Son: No, I want China. Everything is made there. It says so on the bottom of all my toys.
So, China may look like a GDP power house; after you calculate the economical value per person (PCP) shit get’s real ugly.
Now, where am I going with all this?
In a story I read, How Fast Did The Economy Grow? Forecasts Are All Over The Place, New York Fed economist Andrea Tambalotti says, “the economy is enormous and ultimately unmeasurable.”
Why in the hell does that make me feel so good?
Because it goes to tell you that even the economical professor or the top dogs of all things giving good value or service in relation to the amount of money, time, or effort spent, know: no one really knows for sure. It is intelligent speculation as pointed out below.
1. You are trying to do it all when ultimately you’re best is good enough.
Simply put, done is better then perfect and probably a good indicator of what is going on with your budget. Could you improve? Probably. We all have room for improvement. One way to overcome money overwhelm is to gather all your data (e.g., debt and income) and see the sum. Subtracting your debt from your assets is the first step to managing it all. It is also called your net worth. This is the health of your money and probably looks better on paper then it feels like in life.
This can be a notepad or a spreadsheet. It is up to you. But keep in mind, even the guys driving the indicating numbers to predict our nations health go back and revise the numbers. Atlanta Fed economist Pat Higgins reminds us, “All these forecasts should be seen as an imperfect baseline. Even the official GDP number released by the Commerce Department is intelligent speculation. And it will be updated as new data comes in.” Thus, don’t let incomplete data stop you from starting. You can go back and revise the data, which you can use as a reference point as you grow with the data. Again, done is better then perfect here. Input the data and modify it as needed.
3. Thus, don’t be afraid to revisit the numbers, again and again.

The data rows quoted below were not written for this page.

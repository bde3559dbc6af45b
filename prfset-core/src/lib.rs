//! PRF set conformance harness.
//!
//! Verifies that independently maintained implementations of the PRF set
//! primitive, each running as its own service, produce byte-identical
//! outputs for identical inputs, or uniformly agree to fail. The harness
//! never computes a PRF itself; it builds canonical keysets, fans the same
//! request out to every implementation, and adjudicates the answers.
//!
//! # Module Map
//!
//! | Module | Role |
//! |--------|------|
//! | [`constants`] | Fixed inputs, output-length catalog |
//! | [`errors`] | `HarnessError` taxonomy |
//! | [`encoding`] | base64 / hex |
//! | [`template`] | Key templates, languages, registry |
//! | [`keyset`] | Keyset wire form, build-once keyset cache |
//! | [`proxy`] | `PrfSetChannel` / `LanguageRuntime` seams, handles |
//! | [`cases`] | Test case enumeration |
//! | [`oracle`] | Consistency rules and verdicts |
//! | [`suite`] | Run orchestration and reports |
//! | [`config`] | `HarnessConfig` |
//!
//! # Data Flow
//!
//! ```text
//! cases ──► keyset (template → keyset bytes)
//!       └─► proxy  (language → handle) ──► oracle ──► CaseReport
//! ```

/// Fixed inputs shared by every implementation under test.
pub mod constants;

/// Error types for harness operations.
pub mod errors;

/// Encoding utilities: base64 and hex.
pub mod encoding;

/// Key templates, implementation languages, template registry.
pub mod template;

/// Keysets and the keyset builder.
pub mod keyset;

/// Implementation proxy over the RPC seam.
pub mod proxy;

/// Test case enumeration.
pub mod cases;

/// Consistency oracle.
pub mod oracle;

/// Conformance suite orchestration.
pub mod suite;

/// Harness configuration.
pub mod config;

pub use config::HarnessConfig;
pub use errors::HarnessError;
pub use keyset::{Keyset, KeysetBuilder, SerializedKeyset};
pub use oracle::{CaseFailure, Collected, ConsistencyOracle};
pub use proxy::{
    BoundPrf, ImplementationProxy, KeySelector, LanguageRuntime, PrfSetChannel, PrfSetHandle,
    PrfSetKeyIds,
};
pub use suite::{CaseKind, CaseReport, ConformanceSuite, SuiteReport};
pub use template::{HashType, KeyTemplate, Language, PrfConstruction, TemplateRegistry};
//! In-process [`LanguageRuntime`] over a set of [`ReferenceServer`]s.

use std::collections::BTreeMap;
use std::sync::Arc;

use prfset_core::errors::HarnessError;
use prfset_core::proxy::{LanguageRuntime, PrfSetChannel};
use prfset_core::template::Language;

use crate::server::ReferenceServer;

/// One server per language, started and stopped together.
#[derive(Debug, Default)]
pub struct InProcessRuntime {
    servers: BTreeMap<Language, Arc<ReferenceServer>>,
}

impl InProcessRuntime {
    pub fn new() -> Self {
        Self::default()
    }

    /// Honest servers for every language in `languages`.
    pub fn honest<I, L>(languages: I) -> Self
    where
        I: IntoIterator<Item = L>,
        L: Into<Language>,
    {
        languages
            .into_iter()
            .map(ReferenceServer::new)
            .fold(Self::new(), Self::with_server)
    }

    /// Add `server`, replacing any server already registered for its
    /// language.
    pub fn with_server(mut self, server: ReferenceServer) -> Self {
        self.servers
            .insert(server.language().clone(), Arc::new(server));
        self
    }

    pub fn server(&self, language: &Language) -> Option<&Arc<ReferenceServer>> {
        self.servers.get(language)
    }

    pub fn languages(&self) -> impl Iterator<Item = &Language> + '_ {
        self.servers.keys()
    }
}

impl LanguageRuntime for InProcessRuntime {
    fn start_all(&self) -> Result<(), HarnessError> {
        for server in self.servers.values() {
            server.start();
        }
        tracing::info!(servers = self.servers.len(), "reference servers started");
        Ok(())
    }

    fn stop_all(&self) -> Result<(), HarnessError> {
        for server in self.servers.values() {
            server.stop();
        }
        tracing::info!(servers = self.servers.len(), "reference servers stopped");
        Ok(())
    }

    fn client(&self, language: &Language) -> Option<Arc<dyn PrfSetChannel>> {
        self.servers
            .get(language)
            .map(|server| Arc::clone(server) as Arc<dyn PrfSetChannel>)
    }
}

If anything, expect to. I am a big proponent of knowing where all your money is going. Thus, dividing monthly income into monthly debt should equal one. Then you know you have accounted for all your spending. But we all know Rome was not built in a day. Nor is a good budget. So, breathe (and take it easy on yourself). You are not an economist or expected to be one, but rather a good steward of your money. Knowing you are revising your numbers as you can is a big deal and a continual effort. And remember, our economy has been in a recession without the government even knowing it until we were already in it!
4. Use all the tool necessary to track your progress.

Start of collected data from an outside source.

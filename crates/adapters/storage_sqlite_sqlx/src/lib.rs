//! # sensorhub-adapter-storage-sqlite-sqlx
//!
//! `SQLite` persistence adapter using [sqlx](https://docs.rs/sqlx).
//!
//! ## Responsibilities
//! - Implement the storage port traits defined in `sensorhub-app::ports::storage`:
//!   - `sensors` table → `IdentityStore`
//!   - `sensor_attributes` table (location columns + JSON document) → `AttributeStore`
//!   - `telemetry` table (one row per sensor, upserted) → `TelemetryCache`
//! - Manage `SQLite` connection pool lifecycle
//! - Run database migrations (using sqlx embedded migrations)
//! - Map between domain types and database rows
//!
//! ## Dependency rule
//! Depends on `sensorhub-app` (for port traits) and `sensorhub-domain` (for domain types).
//! The `app` and `domain` crates must never reference this adapter.

mod attribute_repo;
mod error;
mod identity_repo;
mod pool;
mod telemetry_repo;

pub use attribute_repo::SqliteAttributeStore;
pub use error::StorageError;
pub use identity_repo::SqliteIdentityStore;
pub use pool::{Config, Database};
pub use telemetry_repo::SqliteTelemetryCache;
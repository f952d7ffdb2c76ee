//! Shared application state for axum handlers.

use std::sync::Arc;

use sensorhub_app::ports::{AttributeStore, IdentityStore, TelemetryCache};
use sensorhub_app::services::coordinator::SensorCoordinator;
use sensorhub_app::services::query_facade::QueryFacade;

/// Application state shared across all axum handlers.
///
/// Generic over the three store types to avoid dynamic dispatch.
/// `Clone` is implemented manually so the stores themselves do not need to
/// be `Clone`; only the `Arc` wrappers are cloned.
pub struct AppState<I, A, T> {
    /// Every write goes through the coordinator.
    pub coordinator: Arc<SensorCoordinator<I, A, T>>,
    /// Every multi-store read goes through the facade.
    pub queries: Arc<QueryFacade<I, A, T>>,
}

impl<I, A, T> Clone for AppState<I, A, T> {
    fn clone(&self) -> Self {
        Self {
            coordinator: Arc::clone(&self.coordinator),
            queries: Arc::clone(&self.queries),
        }
    }
}

impl<I, A, T> AppState<I, A, T>
where
    I: IdentityStore + Send + Sync + 'static,
    A: AttributeStore + Send + Sync + 'static,
    T: TelemetryCache + Send + Sync + 'static,
{
    /// Create a new application state from service instances.
    pub fn new(coordinator: SensorCoordinator<I, A, T>, queries: QueryFacade<I, A, T>) -> Self {
        Self {
            coordinator: Arc::new(coordinator),
            queries: Arc::new(queries),
        }
    }
}
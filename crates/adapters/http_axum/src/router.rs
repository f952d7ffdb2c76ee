//! Axum router assembly.

use axum::Router;
use axum::routing::get;
use tower_http::trace::TraceLayer;

use sensorhub_app::ports::{AttributeStore, IdentityStore, TelemetryCache};

use crate::state::AppState;

/// Build the top-level axum [`Router`].
///
/// Nests API routes under `/api` and exposes `/health`.
/// Includes a [`TraceLayer`] that logs each HTTP request/response at the
/// `DEBUG` level using the `tracing` ecosystem.
pub fn build<I, A, T>(state: AppState<I, A, T>) -> Router
where
    I: IdentityStore + Send + Sync + 'static,
    A: AttributeStore + Send + Sync + 'static,
    T: TelemetryCache + Send + Sync + 'static,
{
    Router::new()
        .route("/health", get(health_check))
        .nest("/api", crate::api::routes())
        .layer(TraceLayer::new_for_http())
        .with_state(state)
}

async fn health_check() -> &'static str {
    "OK"
}
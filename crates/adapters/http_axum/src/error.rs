//! HTTP error response mapping.

use axum::Json;
use axum::extract::rejection::{JsonRejection, QueryRejection};
use axum::http::StatusCode;
use axum::response::{IntoResponse, Response};
use serde::Serialize;

use sensorhub_domain::error::SensorHubError;

/// JSON error body returned by API endpoints.
#[derive(Serialize)]
struct ErrorBody {
    error: String,
}

/// Errors an API handler can return.
#[derive(Debug)]
pub enum ApiError {
    /// Failure reported by the coordinator or the facade.
    Core(SensorHubError),
    /// The request could not be turned into a core call (bad path segment…).
    BadRequest(String),
}

impl From<SensorHubError> for ApiError {
    fn from(err: SensorHubError) -> Self {
        Self::Core(err)
    }
}

impl From<JsonRejection> for ApiError {
    fn from(rejection: JsonRejection) -> Self {
        Self::BadRequest(rejection.body_text())
    }
}

impl From<QueryRejection> for ApiError {
    fn from(rejection: QueryRejection) -> Self {
        Self::BadRequest(rejection.body_text())
    }
}

impl ApiError {
    fn status(&self) -> StatusCode {
        match self {
            Self::BadRequest(_) | Self::Core(SensorHubError::Validation(_)) => {
                StatusCode::BAD_REQUEST
            }
            Self::Core(SensorHubError::DuplicateSensor { .. }) => StatusCode::CONFLICT,
            Self::Core(SensorHubError::SensorNotFound(_) | SensorHubError::TelemetryNotFound(_)) => {
                StatusCode::NOT_FOUND
            }
            Self::Core(
                SensorHubError::AttributesWriteFailed { .. }
                | SensorHubError::StoreUnavailable(_)
                | SensorHubError::Interrupted,
            ) => StatusCode::SERVICE_UNAVAILABLE,
        }
    }
}

impl IntoResponse for ApiError {
    fn into_response(self) -> Response {
        let status = self.status();
        let message = match self {
            Self::BadRequest(message) => message,
            Self::Core(err) if err.is_client_error() => err.to_string(),
            Self::Core(err) => {
                match std::error::Error::source(&err) {
                    Some(source) => tracing::error!(error = %err, %source, "store failure"),
                    None => tracing::error!(error = %err, "store failure"),
                }
                err.to_string()
            }
        };

        (status, Json(ErrorBody { error: message })).into_response()
    }
}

Sometimes that means incorporating things like PCP, mentioned above, to get a better picture. A simple budget can use an assist from time-to-time. For a mom that might just look like utilizing an credit card amortization calculator to mark progress. If you worked hard to improve your credit score and took out a personal loan to consolidate debt, you need to know how the interest and minimum payments will affect your budget too.
Above all, just begin.
We all feel overwhelmed by money at one point or another in our lives. Getting a handle on the whole picture is the big win. It is going to take collecting a lot of data up front. But once it’s done, the hardest part is over. Knowing your credit score will help too, so check out some ways to get your credit score for free! Tackle how you are going to track your spending and create a budget. This will give you peace of mind when everything else is spinning out of control. Remember to stay in touch with the health of your budget. If the numbers aren’t 100%, revisit them overtime to avoid overwhelm; do your best to avoid a fall in two successive quarters. By definition, avoiding a recession. And if you find a new tool that compliments your range of financial vision, put that baby in your wheel house. A good budget can always use an assist.